TASK ITEM
Of the lines below, copy those that hold the word "true".

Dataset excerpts
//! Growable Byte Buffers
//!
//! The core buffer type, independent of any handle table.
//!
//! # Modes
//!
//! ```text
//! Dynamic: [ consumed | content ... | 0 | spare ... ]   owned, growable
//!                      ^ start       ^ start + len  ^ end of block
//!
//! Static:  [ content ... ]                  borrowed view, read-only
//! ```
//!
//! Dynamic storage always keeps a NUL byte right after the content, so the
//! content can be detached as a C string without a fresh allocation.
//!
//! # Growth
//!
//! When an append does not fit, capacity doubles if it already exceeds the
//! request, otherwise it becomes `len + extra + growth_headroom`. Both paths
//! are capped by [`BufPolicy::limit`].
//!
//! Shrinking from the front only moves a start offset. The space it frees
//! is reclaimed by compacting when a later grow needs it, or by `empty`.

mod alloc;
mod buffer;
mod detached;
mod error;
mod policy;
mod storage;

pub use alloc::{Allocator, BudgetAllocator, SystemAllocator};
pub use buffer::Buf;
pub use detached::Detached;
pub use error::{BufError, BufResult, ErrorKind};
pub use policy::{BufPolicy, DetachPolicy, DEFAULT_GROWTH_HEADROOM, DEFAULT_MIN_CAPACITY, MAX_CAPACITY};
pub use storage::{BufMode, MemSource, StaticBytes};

...

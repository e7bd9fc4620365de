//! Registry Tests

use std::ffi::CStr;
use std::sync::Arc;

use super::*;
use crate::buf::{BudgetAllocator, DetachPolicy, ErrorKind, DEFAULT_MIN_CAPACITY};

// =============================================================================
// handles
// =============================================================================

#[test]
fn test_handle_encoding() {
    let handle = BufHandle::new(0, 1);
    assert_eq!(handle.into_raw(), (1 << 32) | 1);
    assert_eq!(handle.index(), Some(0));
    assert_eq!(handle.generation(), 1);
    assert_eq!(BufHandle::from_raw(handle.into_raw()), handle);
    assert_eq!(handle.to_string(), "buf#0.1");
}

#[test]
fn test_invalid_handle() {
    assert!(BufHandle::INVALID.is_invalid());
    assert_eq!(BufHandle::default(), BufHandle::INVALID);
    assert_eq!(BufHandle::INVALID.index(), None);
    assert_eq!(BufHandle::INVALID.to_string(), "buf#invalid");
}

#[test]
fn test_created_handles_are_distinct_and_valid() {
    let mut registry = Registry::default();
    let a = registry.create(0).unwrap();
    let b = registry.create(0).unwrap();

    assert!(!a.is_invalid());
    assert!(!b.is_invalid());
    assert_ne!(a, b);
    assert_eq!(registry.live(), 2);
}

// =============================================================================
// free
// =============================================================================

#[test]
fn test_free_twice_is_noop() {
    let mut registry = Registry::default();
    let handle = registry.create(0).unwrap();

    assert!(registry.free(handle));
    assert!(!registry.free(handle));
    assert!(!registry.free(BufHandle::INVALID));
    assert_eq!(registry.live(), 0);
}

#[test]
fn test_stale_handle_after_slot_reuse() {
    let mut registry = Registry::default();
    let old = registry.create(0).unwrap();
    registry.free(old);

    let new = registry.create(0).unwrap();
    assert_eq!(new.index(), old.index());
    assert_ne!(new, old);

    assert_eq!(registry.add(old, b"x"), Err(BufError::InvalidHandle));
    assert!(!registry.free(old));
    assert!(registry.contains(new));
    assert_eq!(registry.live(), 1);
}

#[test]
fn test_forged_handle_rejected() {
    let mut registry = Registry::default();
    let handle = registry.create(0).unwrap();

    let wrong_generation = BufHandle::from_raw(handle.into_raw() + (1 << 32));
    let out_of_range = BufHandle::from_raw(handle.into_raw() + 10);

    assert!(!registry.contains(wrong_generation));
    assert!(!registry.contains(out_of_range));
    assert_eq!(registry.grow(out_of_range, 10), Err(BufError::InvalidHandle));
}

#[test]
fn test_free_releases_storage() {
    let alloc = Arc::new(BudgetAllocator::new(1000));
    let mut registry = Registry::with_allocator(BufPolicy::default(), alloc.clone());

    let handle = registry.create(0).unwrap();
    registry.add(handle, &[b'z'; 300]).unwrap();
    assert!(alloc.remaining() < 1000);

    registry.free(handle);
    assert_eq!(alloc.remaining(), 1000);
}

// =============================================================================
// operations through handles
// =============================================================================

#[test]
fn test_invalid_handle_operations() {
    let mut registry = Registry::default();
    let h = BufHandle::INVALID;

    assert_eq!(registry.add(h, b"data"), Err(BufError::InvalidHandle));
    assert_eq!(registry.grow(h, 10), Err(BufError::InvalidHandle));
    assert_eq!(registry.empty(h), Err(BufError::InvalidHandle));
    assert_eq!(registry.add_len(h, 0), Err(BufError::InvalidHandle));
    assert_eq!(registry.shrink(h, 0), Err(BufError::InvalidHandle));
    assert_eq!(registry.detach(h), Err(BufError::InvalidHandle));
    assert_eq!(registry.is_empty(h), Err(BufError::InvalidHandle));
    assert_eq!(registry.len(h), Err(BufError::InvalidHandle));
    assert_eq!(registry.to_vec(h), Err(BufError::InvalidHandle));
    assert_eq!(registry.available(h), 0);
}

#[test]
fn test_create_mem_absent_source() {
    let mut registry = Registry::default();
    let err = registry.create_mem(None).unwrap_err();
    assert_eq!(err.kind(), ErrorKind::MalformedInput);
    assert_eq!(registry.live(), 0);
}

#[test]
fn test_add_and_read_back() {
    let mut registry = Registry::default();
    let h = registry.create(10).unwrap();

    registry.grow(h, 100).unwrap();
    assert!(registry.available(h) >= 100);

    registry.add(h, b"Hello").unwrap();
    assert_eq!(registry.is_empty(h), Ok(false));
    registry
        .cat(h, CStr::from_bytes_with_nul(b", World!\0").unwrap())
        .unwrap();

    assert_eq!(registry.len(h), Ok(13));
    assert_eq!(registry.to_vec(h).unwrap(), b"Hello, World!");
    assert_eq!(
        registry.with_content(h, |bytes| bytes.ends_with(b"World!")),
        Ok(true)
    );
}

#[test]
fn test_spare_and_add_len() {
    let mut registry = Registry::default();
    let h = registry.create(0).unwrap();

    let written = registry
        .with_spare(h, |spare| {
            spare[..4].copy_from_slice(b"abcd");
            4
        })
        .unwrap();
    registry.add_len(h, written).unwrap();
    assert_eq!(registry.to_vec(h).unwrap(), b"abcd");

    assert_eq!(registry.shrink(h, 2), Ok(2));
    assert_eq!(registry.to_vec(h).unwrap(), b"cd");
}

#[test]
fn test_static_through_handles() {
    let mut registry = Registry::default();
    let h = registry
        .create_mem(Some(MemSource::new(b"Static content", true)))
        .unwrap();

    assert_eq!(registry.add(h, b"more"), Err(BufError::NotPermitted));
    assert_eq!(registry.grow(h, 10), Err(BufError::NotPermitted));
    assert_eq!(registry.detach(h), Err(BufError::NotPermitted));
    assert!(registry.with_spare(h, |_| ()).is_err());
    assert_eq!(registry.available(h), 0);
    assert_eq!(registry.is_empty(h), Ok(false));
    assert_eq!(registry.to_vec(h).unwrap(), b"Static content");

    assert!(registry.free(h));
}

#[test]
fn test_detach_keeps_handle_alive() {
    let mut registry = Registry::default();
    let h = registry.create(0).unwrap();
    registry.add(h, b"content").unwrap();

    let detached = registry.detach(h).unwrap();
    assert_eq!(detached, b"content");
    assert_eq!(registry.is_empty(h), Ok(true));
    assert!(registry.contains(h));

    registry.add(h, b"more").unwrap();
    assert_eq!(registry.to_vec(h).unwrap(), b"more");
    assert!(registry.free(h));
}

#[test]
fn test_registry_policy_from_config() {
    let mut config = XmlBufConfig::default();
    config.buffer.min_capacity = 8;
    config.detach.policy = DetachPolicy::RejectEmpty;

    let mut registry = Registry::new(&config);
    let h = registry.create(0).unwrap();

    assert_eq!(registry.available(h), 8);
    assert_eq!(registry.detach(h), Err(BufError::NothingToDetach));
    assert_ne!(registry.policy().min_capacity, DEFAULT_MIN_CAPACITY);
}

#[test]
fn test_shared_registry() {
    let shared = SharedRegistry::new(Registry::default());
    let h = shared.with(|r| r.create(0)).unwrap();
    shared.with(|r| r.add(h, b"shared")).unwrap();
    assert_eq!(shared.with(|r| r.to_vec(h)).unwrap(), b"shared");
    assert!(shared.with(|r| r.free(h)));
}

WRITTEN ANSWER
        Ok(true)
        .create_mem(Some(MemSource::new(b"Static content", true)))
    assert_eq!(registry.is_empty(h), Ok(true));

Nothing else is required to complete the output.